TASK:
Find the lines of the material below that include the string "which", then copy each one.

MATERIAL FOR THIS EXERCISE:
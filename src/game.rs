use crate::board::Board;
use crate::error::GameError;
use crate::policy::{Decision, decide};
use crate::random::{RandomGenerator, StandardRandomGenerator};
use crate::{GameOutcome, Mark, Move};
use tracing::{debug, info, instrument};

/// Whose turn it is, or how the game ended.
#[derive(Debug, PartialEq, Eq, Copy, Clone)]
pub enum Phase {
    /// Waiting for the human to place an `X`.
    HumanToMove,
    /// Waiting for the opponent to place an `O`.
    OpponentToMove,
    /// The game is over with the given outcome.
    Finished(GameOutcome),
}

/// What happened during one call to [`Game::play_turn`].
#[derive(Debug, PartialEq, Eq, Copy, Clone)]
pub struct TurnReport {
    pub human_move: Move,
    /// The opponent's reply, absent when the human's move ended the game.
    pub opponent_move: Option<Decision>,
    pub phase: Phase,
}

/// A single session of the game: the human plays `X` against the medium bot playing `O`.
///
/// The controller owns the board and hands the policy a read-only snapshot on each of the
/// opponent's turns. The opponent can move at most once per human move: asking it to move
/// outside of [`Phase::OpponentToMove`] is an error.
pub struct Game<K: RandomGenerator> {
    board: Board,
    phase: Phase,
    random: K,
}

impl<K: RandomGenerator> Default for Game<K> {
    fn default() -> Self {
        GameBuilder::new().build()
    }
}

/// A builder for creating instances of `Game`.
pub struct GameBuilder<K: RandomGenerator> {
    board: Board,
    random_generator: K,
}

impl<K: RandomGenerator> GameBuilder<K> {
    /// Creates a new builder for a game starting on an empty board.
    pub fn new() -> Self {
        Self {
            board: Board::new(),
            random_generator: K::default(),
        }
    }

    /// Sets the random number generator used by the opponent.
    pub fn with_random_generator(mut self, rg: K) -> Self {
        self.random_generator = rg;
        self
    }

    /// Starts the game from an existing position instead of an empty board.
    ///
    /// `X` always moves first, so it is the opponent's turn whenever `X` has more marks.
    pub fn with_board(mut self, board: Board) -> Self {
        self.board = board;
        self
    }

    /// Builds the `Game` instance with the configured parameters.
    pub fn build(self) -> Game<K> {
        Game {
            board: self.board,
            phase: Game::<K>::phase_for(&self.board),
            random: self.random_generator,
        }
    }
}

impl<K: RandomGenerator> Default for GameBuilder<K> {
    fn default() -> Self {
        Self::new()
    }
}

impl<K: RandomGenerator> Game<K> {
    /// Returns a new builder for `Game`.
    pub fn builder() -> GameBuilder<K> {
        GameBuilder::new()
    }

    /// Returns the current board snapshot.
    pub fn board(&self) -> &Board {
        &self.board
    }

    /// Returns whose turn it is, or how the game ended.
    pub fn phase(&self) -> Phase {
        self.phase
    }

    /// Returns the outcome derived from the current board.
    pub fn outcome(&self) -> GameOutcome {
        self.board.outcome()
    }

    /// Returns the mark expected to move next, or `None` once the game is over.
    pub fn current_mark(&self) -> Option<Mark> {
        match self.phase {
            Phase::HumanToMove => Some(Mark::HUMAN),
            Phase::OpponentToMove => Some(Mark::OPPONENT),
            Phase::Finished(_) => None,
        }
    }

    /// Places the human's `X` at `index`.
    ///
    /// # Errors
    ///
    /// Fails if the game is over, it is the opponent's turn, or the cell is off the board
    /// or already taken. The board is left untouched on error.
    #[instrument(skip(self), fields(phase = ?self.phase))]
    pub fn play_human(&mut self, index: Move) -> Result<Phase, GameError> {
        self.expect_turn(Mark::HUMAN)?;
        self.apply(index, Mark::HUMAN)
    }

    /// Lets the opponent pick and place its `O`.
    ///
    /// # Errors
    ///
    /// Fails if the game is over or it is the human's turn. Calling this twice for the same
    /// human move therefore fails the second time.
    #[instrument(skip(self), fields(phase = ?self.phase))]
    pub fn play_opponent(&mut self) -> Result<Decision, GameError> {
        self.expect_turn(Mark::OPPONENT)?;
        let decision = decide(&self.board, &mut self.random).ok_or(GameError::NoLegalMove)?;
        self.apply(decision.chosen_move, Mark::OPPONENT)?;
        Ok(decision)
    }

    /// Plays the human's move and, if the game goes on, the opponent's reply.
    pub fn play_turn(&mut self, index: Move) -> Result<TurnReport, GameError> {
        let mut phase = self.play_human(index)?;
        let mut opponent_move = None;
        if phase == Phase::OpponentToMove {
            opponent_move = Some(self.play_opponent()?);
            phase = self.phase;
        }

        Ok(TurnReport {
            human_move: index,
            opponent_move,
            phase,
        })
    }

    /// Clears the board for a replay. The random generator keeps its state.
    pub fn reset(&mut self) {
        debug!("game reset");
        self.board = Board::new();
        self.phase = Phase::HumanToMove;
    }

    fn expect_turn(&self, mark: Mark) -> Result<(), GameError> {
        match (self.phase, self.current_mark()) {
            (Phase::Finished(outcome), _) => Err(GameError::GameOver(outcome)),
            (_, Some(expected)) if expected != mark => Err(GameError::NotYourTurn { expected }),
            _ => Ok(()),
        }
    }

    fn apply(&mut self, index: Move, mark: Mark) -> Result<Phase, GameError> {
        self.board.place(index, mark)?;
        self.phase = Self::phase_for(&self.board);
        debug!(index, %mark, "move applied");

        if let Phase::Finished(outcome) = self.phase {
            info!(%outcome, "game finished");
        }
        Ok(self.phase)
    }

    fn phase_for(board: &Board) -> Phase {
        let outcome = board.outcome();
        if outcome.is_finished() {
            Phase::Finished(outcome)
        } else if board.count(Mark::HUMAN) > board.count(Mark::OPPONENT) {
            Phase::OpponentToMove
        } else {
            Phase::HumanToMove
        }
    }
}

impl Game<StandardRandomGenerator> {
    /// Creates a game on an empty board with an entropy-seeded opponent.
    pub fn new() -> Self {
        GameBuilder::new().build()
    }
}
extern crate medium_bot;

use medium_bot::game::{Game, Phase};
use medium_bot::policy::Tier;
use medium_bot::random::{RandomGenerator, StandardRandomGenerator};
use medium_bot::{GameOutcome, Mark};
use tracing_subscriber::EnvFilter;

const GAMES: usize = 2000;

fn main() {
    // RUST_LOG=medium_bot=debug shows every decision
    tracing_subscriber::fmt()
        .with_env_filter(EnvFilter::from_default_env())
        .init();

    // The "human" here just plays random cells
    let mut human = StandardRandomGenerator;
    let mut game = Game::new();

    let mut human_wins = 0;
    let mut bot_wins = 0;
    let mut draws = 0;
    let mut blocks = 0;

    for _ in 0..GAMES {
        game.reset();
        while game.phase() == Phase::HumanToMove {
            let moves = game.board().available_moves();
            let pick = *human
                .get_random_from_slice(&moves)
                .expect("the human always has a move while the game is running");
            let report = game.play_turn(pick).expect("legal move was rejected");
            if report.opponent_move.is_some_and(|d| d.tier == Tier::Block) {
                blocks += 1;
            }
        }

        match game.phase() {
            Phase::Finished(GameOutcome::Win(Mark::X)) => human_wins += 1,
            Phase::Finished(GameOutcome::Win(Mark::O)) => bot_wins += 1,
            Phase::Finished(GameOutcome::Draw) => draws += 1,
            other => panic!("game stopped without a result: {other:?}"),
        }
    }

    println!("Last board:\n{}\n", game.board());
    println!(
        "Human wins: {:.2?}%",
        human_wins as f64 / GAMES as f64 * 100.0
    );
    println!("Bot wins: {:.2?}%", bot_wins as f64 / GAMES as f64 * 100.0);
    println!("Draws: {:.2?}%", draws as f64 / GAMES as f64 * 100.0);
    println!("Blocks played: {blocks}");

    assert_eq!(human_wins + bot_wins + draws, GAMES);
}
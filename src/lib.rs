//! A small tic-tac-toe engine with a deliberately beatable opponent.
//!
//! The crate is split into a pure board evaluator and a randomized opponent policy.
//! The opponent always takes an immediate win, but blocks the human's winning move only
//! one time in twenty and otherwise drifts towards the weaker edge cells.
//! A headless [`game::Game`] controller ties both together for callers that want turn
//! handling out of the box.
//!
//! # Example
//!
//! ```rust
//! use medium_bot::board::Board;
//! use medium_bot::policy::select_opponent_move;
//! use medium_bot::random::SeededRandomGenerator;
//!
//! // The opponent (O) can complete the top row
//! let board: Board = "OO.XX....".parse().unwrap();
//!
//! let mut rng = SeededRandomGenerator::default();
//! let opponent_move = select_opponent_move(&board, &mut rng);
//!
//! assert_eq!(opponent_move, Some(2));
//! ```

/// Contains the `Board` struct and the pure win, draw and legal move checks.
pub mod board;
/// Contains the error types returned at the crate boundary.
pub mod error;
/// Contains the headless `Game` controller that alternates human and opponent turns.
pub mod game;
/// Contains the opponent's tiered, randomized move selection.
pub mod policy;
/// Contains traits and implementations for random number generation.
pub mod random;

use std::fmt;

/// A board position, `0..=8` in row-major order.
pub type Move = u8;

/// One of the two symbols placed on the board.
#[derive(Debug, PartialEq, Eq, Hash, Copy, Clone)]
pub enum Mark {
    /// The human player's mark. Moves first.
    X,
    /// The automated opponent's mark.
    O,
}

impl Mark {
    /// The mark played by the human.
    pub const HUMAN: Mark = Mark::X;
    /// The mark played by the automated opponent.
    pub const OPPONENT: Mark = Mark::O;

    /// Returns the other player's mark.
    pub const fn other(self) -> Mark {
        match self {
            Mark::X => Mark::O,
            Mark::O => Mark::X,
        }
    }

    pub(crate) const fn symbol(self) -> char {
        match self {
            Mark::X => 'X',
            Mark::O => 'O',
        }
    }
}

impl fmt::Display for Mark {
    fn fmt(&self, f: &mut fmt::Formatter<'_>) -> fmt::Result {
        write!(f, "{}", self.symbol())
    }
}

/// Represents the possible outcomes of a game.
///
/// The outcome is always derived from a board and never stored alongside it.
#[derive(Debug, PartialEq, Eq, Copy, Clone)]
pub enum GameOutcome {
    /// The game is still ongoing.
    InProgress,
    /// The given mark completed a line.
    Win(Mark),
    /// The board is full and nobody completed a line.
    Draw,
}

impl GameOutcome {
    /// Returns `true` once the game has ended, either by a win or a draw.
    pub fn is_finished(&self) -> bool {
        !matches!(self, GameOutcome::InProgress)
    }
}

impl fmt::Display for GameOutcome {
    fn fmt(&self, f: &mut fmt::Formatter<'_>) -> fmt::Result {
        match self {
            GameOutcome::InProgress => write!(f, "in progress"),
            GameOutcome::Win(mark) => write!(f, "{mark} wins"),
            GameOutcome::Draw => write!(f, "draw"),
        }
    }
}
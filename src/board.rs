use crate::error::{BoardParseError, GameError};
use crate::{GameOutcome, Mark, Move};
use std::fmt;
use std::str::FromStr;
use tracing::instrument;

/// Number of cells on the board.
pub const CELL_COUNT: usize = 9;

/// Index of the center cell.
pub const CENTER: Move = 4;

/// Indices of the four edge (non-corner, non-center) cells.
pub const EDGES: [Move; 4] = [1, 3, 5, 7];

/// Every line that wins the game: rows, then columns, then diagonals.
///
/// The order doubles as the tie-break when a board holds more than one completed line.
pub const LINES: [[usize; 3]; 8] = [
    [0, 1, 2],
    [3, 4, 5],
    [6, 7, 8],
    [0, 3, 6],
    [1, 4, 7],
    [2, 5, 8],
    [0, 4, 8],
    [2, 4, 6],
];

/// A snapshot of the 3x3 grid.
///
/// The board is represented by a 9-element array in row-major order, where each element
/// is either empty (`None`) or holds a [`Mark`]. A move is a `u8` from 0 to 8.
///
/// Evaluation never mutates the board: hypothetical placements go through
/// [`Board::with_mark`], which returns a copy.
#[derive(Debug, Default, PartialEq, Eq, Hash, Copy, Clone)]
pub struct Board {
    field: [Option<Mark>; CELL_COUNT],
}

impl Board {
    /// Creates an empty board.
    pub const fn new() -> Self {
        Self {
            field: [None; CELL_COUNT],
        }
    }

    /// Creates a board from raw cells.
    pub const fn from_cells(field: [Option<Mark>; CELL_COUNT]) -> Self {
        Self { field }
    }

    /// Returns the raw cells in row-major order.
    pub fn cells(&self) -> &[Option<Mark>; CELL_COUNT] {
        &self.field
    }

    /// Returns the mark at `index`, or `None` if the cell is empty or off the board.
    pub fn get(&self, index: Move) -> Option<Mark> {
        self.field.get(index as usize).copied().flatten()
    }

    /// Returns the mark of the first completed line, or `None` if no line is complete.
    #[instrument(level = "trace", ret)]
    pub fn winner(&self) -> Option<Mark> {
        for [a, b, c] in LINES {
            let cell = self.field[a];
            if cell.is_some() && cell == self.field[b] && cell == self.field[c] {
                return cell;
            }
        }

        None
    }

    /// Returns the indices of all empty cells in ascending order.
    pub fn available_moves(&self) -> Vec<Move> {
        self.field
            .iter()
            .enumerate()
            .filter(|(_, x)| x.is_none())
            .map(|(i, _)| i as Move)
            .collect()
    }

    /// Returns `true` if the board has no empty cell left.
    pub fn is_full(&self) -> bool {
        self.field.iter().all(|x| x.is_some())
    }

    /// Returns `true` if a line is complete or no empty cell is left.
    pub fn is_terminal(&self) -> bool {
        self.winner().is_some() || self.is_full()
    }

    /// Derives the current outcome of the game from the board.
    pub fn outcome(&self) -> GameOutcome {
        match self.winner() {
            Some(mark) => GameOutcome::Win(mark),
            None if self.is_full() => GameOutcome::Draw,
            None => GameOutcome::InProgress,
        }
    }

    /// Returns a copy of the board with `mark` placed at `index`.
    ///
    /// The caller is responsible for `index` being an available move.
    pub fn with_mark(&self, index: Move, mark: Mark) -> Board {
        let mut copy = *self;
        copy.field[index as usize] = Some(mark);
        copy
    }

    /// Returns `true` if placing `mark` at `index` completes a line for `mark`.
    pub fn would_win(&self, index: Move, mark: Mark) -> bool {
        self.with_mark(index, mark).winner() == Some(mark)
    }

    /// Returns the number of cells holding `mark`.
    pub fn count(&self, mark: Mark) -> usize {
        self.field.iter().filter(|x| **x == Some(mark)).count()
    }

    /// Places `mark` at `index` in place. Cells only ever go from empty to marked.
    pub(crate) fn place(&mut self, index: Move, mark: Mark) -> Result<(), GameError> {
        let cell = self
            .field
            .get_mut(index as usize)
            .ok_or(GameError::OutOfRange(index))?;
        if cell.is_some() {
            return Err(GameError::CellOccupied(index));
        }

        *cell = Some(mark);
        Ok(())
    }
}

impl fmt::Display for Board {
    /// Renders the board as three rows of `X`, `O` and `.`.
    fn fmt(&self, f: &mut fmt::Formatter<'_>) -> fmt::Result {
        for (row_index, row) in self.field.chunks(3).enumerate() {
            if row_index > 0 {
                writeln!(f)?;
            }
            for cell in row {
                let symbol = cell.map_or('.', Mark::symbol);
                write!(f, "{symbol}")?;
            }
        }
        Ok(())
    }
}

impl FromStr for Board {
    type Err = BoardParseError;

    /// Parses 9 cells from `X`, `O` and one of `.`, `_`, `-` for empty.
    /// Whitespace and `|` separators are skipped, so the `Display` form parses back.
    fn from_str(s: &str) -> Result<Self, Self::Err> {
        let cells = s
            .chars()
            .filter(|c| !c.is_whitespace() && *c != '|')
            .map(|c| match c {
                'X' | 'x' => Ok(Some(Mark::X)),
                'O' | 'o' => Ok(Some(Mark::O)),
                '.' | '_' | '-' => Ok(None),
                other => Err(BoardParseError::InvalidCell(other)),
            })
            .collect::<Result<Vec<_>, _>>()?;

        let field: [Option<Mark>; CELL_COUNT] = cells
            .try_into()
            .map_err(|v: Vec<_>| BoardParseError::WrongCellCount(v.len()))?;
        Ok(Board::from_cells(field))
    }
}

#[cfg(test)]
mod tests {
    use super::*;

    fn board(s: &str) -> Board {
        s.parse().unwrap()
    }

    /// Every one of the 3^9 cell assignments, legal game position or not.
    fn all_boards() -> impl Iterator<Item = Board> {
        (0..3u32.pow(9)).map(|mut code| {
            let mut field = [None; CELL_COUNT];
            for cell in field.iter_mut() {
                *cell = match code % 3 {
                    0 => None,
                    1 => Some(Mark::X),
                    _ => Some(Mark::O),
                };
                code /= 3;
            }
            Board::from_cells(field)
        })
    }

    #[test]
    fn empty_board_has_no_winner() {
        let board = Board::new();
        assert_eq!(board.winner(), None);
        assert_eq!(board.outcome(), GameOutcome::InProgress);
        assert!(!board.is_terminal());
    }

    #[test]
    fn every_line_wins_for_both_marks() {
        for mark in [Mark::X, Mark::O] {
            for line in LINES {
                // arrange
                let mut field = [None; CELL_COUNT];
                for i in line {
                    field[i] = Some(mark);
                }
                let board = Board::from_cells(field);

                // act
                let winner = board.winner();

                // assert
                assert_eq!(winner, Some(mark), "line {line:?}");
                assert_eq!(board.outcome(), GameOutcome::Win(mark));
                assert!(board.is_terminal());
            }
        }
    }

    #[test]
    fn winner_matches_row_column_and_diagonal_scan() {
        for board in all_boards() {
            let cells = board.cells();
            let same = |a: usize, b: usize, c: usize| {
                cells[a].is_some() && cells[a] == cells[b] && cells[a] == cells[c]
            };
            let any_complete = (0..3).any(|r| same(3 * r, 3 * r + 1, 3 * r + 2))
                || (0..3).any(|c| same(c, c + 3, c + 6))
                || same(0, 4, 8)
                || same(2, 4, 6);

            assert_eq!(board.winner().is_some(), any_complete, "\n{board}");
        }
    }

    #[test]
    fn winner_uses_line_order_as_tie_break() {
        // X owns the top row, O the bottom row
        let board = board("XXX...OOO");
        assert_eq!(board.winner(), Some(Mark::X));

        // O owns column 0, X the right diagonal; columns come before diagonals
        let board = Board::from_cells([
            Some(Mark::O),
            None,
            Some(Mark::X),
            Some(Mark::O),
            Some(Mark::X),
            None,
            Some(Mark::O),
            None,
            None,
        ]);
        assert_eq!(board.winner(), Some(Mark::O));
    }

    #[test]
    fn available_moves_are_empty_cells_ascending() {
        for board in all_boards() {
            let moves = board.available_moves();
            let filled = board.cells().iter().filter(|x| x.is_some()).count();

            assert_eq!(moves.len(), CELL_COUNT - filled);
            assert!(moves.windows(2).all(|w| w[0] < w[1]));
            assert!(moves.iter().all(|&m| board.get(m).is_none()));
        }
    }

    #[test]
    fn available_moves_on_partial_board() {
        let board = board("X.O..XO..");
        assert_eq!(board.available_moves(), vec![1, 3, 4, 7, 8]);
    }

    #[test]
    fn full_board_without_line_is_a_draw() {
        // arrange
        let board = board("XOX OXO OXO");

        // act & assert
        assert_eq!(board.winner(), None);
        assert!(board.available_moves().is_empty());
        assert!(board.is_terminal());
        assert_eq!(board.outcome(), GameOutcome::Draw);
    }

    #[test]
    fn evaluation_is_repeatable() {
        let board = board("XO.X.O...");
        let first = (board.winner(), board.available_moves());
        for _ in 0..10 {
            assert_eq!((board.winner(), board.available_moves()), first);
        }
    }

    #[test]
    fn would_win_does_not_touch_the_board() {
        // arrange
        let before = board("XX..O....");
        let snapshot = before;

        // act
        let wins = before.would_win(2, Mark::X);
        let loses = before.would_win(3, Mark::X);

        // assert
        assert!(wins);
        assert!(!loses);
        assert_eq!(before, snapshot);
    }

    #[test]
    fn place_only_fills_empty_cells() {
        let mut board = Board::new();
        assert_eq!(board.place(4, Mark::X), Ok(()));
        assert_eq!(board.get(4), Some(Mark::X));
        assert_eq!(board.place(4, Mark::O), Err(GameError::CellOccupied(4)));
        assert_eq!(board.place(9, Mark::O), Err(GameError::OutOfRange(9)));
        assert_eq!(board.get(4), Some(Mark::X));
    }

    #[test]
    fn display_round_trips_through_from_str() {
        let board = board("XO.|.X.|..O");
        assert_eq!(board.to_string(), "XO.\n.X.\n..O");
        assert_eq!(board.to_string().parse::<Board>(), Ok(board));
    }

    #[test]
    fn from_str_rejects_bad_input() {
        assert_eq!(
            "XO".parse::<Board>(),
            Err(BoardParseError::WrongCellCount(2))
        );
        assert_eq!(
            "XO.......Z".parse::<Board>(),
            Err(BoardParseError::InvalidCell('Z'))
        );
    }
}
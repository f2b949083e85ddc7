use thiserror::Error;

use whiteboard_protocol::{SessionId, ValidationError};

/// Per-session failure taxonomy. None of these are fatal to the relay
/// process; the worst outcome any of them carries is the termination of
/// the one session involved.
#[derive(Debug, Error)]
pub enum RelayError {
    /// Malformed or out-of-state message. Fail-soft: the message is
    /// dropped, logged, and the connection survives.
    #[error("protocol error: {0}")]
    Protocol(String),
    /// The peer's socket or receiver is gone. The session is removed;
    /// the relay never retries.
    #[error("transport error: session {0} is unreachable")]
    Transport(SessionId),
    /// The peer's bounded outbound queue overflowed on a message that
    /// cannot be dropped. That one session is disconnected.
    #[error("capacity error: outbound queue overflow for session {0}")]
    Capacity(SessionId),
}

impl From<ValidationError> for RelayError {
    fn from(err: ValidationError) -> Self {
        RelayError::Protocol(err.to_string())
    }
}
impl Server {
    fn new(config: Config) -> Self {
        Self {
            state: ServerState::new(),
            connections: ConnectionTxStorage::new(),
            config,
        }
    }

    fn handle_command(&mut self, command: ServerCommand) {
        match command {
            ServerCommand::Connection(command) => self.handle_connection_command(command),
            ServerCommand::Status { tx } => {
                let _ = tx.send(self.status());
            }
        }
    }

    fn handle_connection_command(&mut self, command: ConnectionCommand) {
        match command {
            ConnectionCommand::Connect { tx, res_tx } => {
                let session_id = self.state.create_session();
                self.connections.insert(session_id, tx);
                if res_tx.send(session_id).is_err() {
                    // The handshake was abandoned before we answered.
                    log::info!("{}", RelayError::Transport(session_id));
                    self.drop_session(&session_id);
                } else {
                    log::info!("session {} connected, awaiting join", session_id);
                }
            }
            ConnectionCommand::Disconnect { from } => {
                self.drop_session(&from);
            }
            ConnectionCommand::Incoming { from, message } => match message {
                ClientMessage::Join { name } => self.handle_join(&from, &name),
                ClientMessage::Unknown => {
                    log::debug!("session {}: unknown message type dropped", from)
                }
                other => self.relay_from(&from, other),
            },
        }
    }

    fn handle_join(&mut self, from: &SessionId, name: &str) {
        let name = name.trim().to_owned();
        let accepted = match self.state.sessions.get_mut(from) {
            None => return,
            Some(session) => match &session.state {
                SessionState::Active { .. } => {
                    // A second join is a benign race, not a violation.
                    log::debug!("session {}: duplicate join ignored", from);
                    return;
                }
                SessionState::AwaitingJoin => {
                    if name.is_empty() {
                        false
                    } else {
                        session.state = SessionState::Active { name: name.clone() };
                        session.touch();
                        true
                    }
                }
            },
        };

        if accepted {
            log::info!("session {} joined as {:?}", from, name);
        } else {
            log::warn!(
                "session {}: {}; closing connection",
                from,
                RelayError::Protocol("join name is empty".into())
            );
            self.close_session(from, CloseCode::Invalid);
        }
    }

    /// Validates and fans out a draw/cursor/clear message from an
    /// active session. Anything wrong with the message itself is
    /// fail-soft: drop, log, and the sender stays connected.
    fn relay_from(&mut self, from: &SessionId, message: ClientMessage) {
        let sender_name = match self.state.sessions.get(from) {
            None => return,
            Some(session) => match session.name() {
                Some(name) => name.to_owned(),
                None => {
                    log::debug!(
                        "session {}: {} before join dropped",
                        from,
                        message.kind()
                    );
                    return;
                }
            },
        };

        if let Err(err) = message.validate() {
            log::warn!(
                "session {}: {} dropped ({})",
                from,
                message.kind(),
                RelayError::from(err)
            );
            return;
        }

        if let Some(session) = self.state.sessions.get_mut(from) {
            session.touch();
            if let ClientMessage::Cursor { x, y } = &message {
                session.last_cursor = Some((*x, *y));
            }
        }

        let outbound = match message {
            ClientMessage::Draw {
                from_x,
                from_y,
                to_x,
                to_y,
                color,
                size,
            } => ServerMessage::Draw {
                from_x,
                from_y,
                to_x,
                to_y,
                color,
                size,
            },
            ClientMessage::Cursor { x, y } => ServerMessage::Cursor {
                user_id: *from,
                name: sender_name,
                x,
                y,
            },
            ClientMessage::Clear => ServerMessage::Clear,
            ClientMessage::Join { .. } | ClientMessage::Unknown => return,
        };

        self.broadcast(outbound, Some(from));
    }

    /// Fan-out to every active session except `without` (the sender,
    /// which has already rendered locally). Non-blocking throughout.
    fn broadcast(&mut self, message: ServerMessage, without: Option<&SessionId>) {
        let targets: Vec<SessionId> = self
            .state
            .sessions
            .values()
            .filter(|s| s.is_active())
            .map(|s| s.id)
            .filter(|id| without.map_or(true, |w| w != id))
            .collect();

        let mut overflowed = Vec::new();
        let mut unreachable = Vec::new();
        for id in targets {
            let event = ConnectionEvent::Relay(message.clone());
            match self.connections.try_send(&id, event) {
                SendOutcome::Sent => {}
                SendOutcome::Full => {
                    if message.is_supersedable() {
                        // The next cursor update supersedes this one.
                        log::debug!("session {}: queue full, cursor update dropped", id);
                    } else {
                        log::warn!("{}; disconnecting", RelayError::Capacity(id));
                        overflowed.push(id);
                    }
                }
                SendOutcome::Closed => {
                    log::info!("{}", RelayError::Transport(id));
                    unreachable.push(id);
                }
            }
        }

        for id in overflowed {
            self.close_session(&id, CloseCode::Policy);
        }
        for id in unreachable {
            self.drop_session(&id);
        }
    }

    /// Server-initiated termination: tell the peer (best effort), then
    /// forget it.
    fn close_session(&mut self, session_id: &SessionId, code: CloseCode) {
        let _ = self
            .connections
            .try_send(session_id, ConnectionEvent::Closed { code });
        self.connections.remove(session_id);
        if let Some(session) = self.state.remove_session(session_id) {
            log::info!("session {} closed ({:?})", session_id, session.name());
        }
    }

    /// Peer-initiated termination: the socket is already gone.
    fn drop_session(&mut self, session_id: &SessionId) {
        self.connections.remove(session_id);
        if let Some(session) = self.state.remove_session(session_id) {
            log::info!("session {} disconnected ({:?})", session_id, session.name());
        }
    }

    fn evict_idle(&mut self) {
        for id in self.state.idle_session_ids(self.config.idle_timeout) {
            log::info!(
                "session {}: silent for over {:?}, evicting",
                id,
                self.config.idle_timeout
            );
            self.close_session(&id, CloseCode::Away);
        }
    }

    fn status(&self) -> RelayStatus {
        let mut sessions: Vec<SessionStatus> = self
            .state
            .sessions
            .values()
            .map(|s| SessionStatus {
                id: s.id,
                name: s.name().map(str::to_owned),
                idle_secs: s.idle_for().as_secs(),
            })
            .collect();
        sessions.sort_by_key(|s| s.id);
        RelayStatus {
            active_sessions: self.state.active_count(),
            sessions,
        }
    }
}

RESPONSE TO THIS EXERCISE:
/// [`Board::with_mark`], which returns a copy.
    /// which has already rendered locally). Non-blocking throughout.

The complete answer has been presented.